Swarbricklab-code / BrCa_cell_atlas

Data processing and analysis related code associated with the study "A single-cell and spatially resolved atlas of human breast cancers".
105 stars 47 forks source link

Identifying thresholds for cancer cell detection with medoids clustering #13

Closed RegnerM2015 closed 2 years ago

RegnerM2015 commented 2 years ago

Hi @dlroden, @johnyaku, @sunnyzwu, and @gAleryani

In the methods, the following approach was taken to identify thresholds for calling cancer cells:

Cells were plotted with respect to both their genomic instability and correlation scores. Partitioning around medoids clustering was performed using the pamk function in the R package cluster v.2.0.7-1 to choose the optimum value for k (between 2 and 4) using silhouette scores and the pam function to apply the clustering. Thresholds defining normal and neoplastic cells were set at 2 cluster s.d. to the left and 1.5 s.d. below the first cancer cluster means. For tumors where partitioning around medoids could not define more than 1 cluster, the thresholds were set at 1 s.d. to the left and 1.25 s.d. below the cluster means.

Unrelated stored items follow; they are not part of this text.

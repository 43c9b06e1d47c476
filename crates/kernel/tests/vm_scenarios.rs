//! Paging scenarios: eager and demand loading, swap under memory
//! pressure, LRU victim selection, and the sort benchmark that sweeps an
//! array larger than physical memory.

use std::sync::atomic::{AtomicBool, Ordering};
use std::sync::Arc;

use mekos_kernel::machine::mmu::{PteFlags, INVALID_FRAME, PAGE_SIZE};
use mekos_kernel::test_utils;
use mekos_kernel::threads::thread::Thread;
use mekos_kernel::vm::address_space::AddressSpace;
use mekos_kernel::vm::transfer;
use mekos_kernel::{Kernel, KernelConfig};

fn boot(tweak: impl FnOnce(&mut KernelConfig)) -> (Arc<Kernel>, tempfile::TempDir) {
    let dir = tempfile::tempdir().unwrap();
    let k = test_utils::boot(&dir.path().join("DISK"), tweak);
    (k, dir)
}

/// Fork a user thread over a fresh address space for `name` and run
/// `body` on it; panics in `body` fail the test through the thread's
/// status channel... so assert inside and double-check with the flag.
fn run_user(k: &Arc<Kernel>, name: &str, body: impl FnOnce(&Arc<Kernel>) + Send + 'static) {
    let executable = k.file_system().open(k, name).unwrap();
    let thread = Thread::new(k, name, true);
    let space = AddressSpace::new(k, executable, thread.id()).unwrap();
    thread.set_space(space);
    let done = Arc::new(AtomicBool::new(false));
    let flag = Arc::clone(&done);
    thread.fork(
        k,
        Box::new(move |k| {
            body(k);
            flag.store(true, Ordering::SeqCst);
        }),
    );
    thread.join(k);
    assert!(done.load(Ordering::SeqCst), "user thread died early");
}

fn word_pattern(len: usize) -> Vec<u8> {
    (0..len).map(|i| (i % 251) as u8).collect()
}

#[test]
fn eager_loading_places_code_and_data() {
    let (k, _dir) = boot(|_| {});
    let code = word_pattern(300);
    let data: Vec<u8> = (0..200).map(|i| (i as u8) ^ 0x5a).collect();
    test_utils::install_executable(&k, "prog", &code, &data, 256);

    let expected: Vec<u8> = code.iter().chain(data.iter()).copied().collect();
    run_user(&k, "prog", move |k| {
        for (i, chunk) in expected.chunks(4).enumerate() {
            let mut word = [0u8; 4];
            word[..chunk.len()].copy_from_slice(chunk);
            assert_eq!(
                transfer::read_user_word(k, 4 * i as u32),
                u32::from_le_bytes(word),
                "byte {} of the image is wrong",
                4 * i
            );
        }
        // BSS reads as zero and takes writes.
        let bss = 500u32;
        assert_eq!(transfer::read_user_word(k, bss), 0);
        transfer::write_user_word(k, bss, 0xfeed_f00d);
        assert_eq!(transfer::read_user_word(k, bss), 0xfeed_f00d);
    });
}

#[test]
fn demand_loading_faults_pages_in_on_first_touch() {
    let (k, _dir) = boot(|c| {
        c.use_tlb = true;
        c.demand_loading = true;
    });
    let code = word_pattern(2 * PAGE_SIZE + 40);
    test_utils::install_executable(&k, "prog", &code, &[], 512);

    let executable = k.file_system().open(&k, "prog").unwrap();
    let thread = Thread::new(&k, "prog", true);
    let space = AddressSpace::new(&k, executable, thread.id()).unwrap();
    thread.set_space(Arc::clone(&space));

    // Nothing resident before the first touch.
    for vpn in 0..space.num_pages() {
        assert!(!space.page_table_entry(vpn).is_valid());
    }

    let body_space = Arc::clone(&space);
    let expected = code.clone();
    thread.fork(
        &k,
        Box::new(move |k| {
            for (i, chunk) in expected.chunks(4).enumerate() {
                let mut word = [0u8; 4];
                word[..chunk.len()].copy_from_slice(chunk);
                assert_eq!(transfer::read_user_word(k, 4 * i as u32), u32::from_le_bytes(word));
            }
            // The touched code pages are resident now.
            assert!(body_space.page_table_entry(0).is_valid());
            assert!(body_space.page_table_entry(1).is_valid());
        }),
    );
    thread.join(&k);
}

#[test]
fn swap_spills_dirty_pages_and_reloads_them() {
    let (k, _dir) = boot(|c| {
        c.use_tlb = true;
        c.demand_loading = true;
        c.swap = true;
        c.num_phys_pages = 8;
    });
    // 16 pages of zeroed data plus stack; far more than the 8 frames.
    test_utils::install_executable(&k, "prog", &[], &[], 16 * PAGE_SIZE as u32);

    let executable = k.file_system().open(&k, "prog").unwrap();
    let thread = Thread::new(&k, "prog", true);
    let space = AddressSpace::new(&k, executable, thread.id()).unwrap();
    thread.set_space(Arc::clone(&space));

    let body_space = Arc::clone(&space);
    thread.fork(
        &k,
        Box::new(move |k| {
            // Stamp one word per page, sweeping well past physical memory.
            for vpn in 0..16u32 {
                transfer::write_user_word(k, vpn * PAGE_SIZE as u32, 0xa000 + vpn);
            }
            // The sweep evicted early pages.
            let evicted = (0..16u32)
                .filter(|&vpn| !body_space.page_table_entry(vpn).is_valid())
                .count();
            assert!(evicted >= 8, "only {evicted} pages were evicted");
            // Every stamp survives the round trip through swap.
            for vpn in 0..16u32 {
                assert_eq!(
                    transfer::read_user_word(k, vpn * PAGE_SIZE as u32),
                    0xa000 + vpn
                );
            }
        }),
    );
    thread.join(&k);
}

#[test]
fn lru_evicts_the_page_with_the_oldest_timer() {
    let (k, _dir) = boot(|c| {
        c.use_tlb = true;
        c.demand_loading = true;
        c.swap = true;
        c.use_lru = true;
        c.num_phys_pages = 4;
    });
    test_utils::install_executable(&k, "prog", &[], &[], 8 * PAGE_SIZE as u32);

    let executable = k.file_system().open(&k, "prog").unwrap();
    let thread = Thread::new(&k, "prog", true);
    let space = AddressSpace::new(&k, executable, thread.id()).unwrap();
    thread.set_space(Arc::clone(&space));

    let body_space = Arc::clone(&space);
    thread.fork(
        &k,
        Box::new(move |k| {
            // Fill all four frames in fault order 0, 1, 2, 3.
            for vpn in 0..4u32 {
                transfer::write_user_word(k, vpn * PAGE_SIZE as u32, 0xb000 + vpn);
            }
            // Page 0 now carries the maximal timer; the next fault must
            // claim its frame.
            transfer::write_user_word(k, 4 * PAGE_SIZE as u32, 0xb004);
            let entry = body_space.page_table_entry(0);
            assert!(!entry.is_valid(), "LRU picked the wrong victim");
            assert!(entry.flags.contains(PteFlags::IN_SWAP));
            assert_eq!(entry.physical_page, INVALID_FRAME);
            // And it comes back intact from swap.
            assert_eq!(transfer::read_user_word(k, 0), 0xb000);
        }),
    );
    thread.join(&k);
}

fn sort_benchmark(tweak: impl FnOnce(&mut KernelConfig)) {
    const DIM: u32 = 1024;
    let (k, _dir) = boot(tweak);
    test_utils::install_executable(&k, "sort", &[], &[], DIM * 4);

    run_user(&k, "sort", move |k| {
        for i in 0..DIM {
            transfer::write_user_word(k, 4 * i, DIM - i);
        }
        for i in 0..DIM - 1 {
            for j in 0..DIM - 1 - i {
                let a = transfer::read_user_word(k, 4 * j);
                let b = transfer::read_user_word(k, 4 * (j + 1));
                if a > b {
                    transfer::write_user_word(k, 4 * j, b);
                    transfer::write_user_word(k, 4 * (j + 1), a);
                }
            }
        }
        assert_eq!(transfer::read_user_word(k, 0), 1);
        assert_eq!(transfer::read_user_word(k, 4 * (DIM - 1)), DIM);
    });
}

#[test]
fn sort_benchmark_without_swap() {
    sort_benchmark(|c| {
        c.use_tlb = true;
        c.demand_loading = true;
        c.num_phys_pages = 64;
    });
}

#[test]
fn sort_benchmark_with_swap() {
    sort_benchmark(|c| {
        c.use_tlb = true;
        c.demand_loading = true;
        c.swap = true;
        c.use_lru = true;
        c.num_phys_pages = 16;
    });
}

I was wondering what motivated your decision to apply partitioning in the scatter plot of genomic instability and correlation scores? The original inferCNV paper in glioblastoma used hard thresholds of 0.01 and 0.4 respectively for calling cancer cells. Based on my experience, these hard thresholds work well for samples that contain a clear population of copy number high cells and a clear population of copy number low cells in the scatter plot of genomic instability and correlation scores. However (in my experience), these hard thresholds do not work well for samples that contain only one large population, or 'blob', of cells in the scatter plot of genomic instability and correlation scores.

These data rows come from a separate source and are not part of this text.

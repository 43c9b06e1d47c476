//! The kernel bundle.
//!
//! All formerly-global state lives in one `Kernel` value: the interrupt
//! gate, the machine, the scheduler and CPU baton, the registries mapping
//! thread and space ids to their owners, and the device and filesystem
//! stacks.  Every operation that needs kernel context takes `&Kernel`;
//! there are no process-wide singletons.

use std::collections::HashMap;
use std::io::{Read, Write};
use std::sync::atomic::{AtomicUsize, Ordering};
use std::sync::Arc;

use log::{debug, info};
use once_cell::sync::OnceCell;

use crate::config::KernelConfig;
use crate::fs::synch_disk::SynchDisk;
use crate::fs::FileSystem;
use crate::machine::console::Console;
use crate::machine::disk::Disk;
use crate::machine::interrupt::Interrupt;
use crate::machine::mmu::MachineException;
use crate::machine::Machine;
use crate::threads::scheduler::Scheduler;
use crate::threads::thread::{Cpu, Thread, ThreadId, ThreadState};
use crate::userprog::synch_console::SynchConsole;
use crate::vm::address_space::AddressSpace;
use crate::vm::coremap::Coremap;

pub struct Kernel {
    pub config: KernelConfig,
    pub interrupt: Interrupt,
    pub machine: Machine,
    pub scheduler: Scheduler,
    pub core_map: Coremap,
    pub synch_disk: SynchDisk,
    pub synch_console: SynchConsole,
    file_system: OnceCell<FileSystem>,
    threads: spin::Mutex<HashMap<ThreadId, Arc<Thread>>>,
    spaces: spin::Mutex<HashMap<usize, Arc<AddressSpace>>>,
    cpu: Cpu,
    next_id: AtomicUsize,
}

impl Kernel {
    /// Boot with the console on the host's stdin/stdout.
    pub fn boot(config: KernelConfig) -> Arc<Self> {
        Self::boot_with_io(
            config,
            Box::new(std::io::stdin()),
            Box::new(std::io::stdout()),
        )
    }

    /// Boot the kernel, adopting the calling host thread as the simulated
    /// `main` thread.  Mounts (optionally formatting) the filesystem and
    /// binds `main`'s working directory to the root.
    pub fn boot_with_io(
        config: KernelConfig,
        console_input: Box<dyn Read + Send>,
        console_output: Box<dyn Write + Send>,
    ) -> Arc<Self> {
        config.validate();
        let disk = Disk::open(&config.disk_path, config.format_disk)
            .expect("cannot open the disk image");
        let kernel = Arc::new(Self {
            interrupt: Interrupt::new(config.time_slice),
            machine: Machine::new(config.num_phys_pages, config.use_tlb),
            scheduler: Scheduler::new(),
            core_map: Coremap::new(config.num_phys_pages, config.use_lru),
            synch_disk: SynchDisk::new(disk),
            synch_console: SynchConsole::new(Console::new(console_input, console_output)),
            file_system: OnceCell::new(),
            threads: spin::Mutex::new(HashMap::new()),
            spaces: spin::Mutex::new(HashMap::new()),
            cpu: Cpu::new(0),
            next_id: AtomicUsize::new(0),
            config,
        });

        let main = Thread::new(&kernel, "main", false);
        assert_eq!(main.id(), 0);
        main.set_state(ThreadState::Running);

        let format = kernel.config.format_disk;
        let fs = FileSystem::new(&kernel, format);
        assert!(
            kernel.file_system.set(fs).is_ok(),
            "file system mounted twice"
        );
        kernel.file_system().first_thread_start(&kernel);
        debug!(target: "kernel", "boot complete ({:?})", kernel.config);
        kernel
    }

    pub fn file_system(&self) -> &FileSystem {
        self.file_system.get().expect("file system not mounted")
    }

    pub(crate) fn cpu(&self) -> &Cpu {
        &self.cpu
    }

    /// The one running thread.
    pub fn current_thread(&self) -> Arc<Thread> {
        self.try_current_thread().expect("no running thread")
    }

    pub(crate) fn try_current_thread(&self) -> Option<Arc<Thread>> {
        let id = self.cpu.current();
        self.threads.lock().get(&id).cloned()
    }

    /// Look up a live thread by its space id (`Exec`/`Join`).
    pub fn thread(&self, id: ThreadId) -> Option<Arc<Thread>> {
        self.threads.lock().get(&id).cloned()
    }

    pub(crate) fn register_thread(&self, thread: Arc<Thread>) {
        self.threads.lock().insert(thread.id(), thread);
    }

    pub(crate) fn unregister_thread(&self, id: ThreadId) {
        self.threads.lock().remove(&id);
    }

    pub(crate) fn alloc_id(&self) -> usize {
        self.next_id.fetch_add(1, Ordering::SeqCst)
    }

    pub(crate) fn register_space(&self, space: Arc<AddressSpace>) {
        self.spaces.lock().insert(space.space_id(), space);
    }

    pub(crate) fn unregister_space(&self, id: usize) {
        self.spaces.lock().remove(&id);
    }

    pub(crate) fn space(&self, id: usize) -> Option<Arc<AddressSpace>> {
        self.spaces.lock().get(&id).cloned()
    }

    /// Entry point for exceptions the MMU raises on a user access.  TLB
    /// misses are serviced by the paging core; everything else is a
    /// kernel invariant violation.
    pub fn handle_machine_exception(&self, exception: MachineException, virt_addr: u32) {
        match exception {
            MachineException::PageFault if self.config.use_tlb => {
                debug!(target: "vm", "page fault at {virt_addr:#x}");
                let space = self
                    .current_thread()
                    .space()
                    .expect("page fault without an address space");
                space.service_page_fault(self, virt_addr);
            }
            other => panic!("unhandled user exception {other:?} at {virt_addr:#x}"),
        }
    }

    /// The `Halt` syscall: stop the machine and report the clock.
    pub fn halt(&self) {
        info!(target: "kernel",
            "machine halting after {} ticks", self.interrupt.ticks());
        self.machine.halt();
    }
}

I was wondering if your group made similar observations, and if this motivated your decision to apply partitioning via medoids clustering to infer robust thresholds? Moreover, did you find that this partitioning approach was an improvement over the hard threshold approach?

I would think so, based on code from your inferCNV scripts:

# distinguish samples with 1 and > 1 clusters:
mono_samples <- c("CID3586", "CID3921", "CID3941", "CID3948", "CID4067", 
  "CID4290A", "CID4461", "CID4495", "CID4515", "CID4523", "CID4535", 
  "CID44041", "CID44991", "CID45171", "CID4513", "CID4398")
multi_samples <- c("CID3963", "CID4066", "CID4463", "CID4465", 
  "CID4471", "CID4530N", "CID44971")
dlroden commented 2 years ago

Hi Matt, This is correct, our breast cancer datasets tended to contain a gradient of genomic instability vs correlation scores, with some more resembling the 'blob' you describe in your data, and the range of values varied between datasets so any hard threshold set based on some of these datasets did not work for others.

The medoid partitioning method we chose, however, worked quite well for all datasets and the cells designated as neoplastic consistently had gene expression of a few key markers indicating malignancy (or normal epithelial cells), which is why we used it for the paper. Hope that helps and answers your questions. Cheers

RegnerM2015 commented 2 years ago

Thank you for your explanation! I appreciate the help.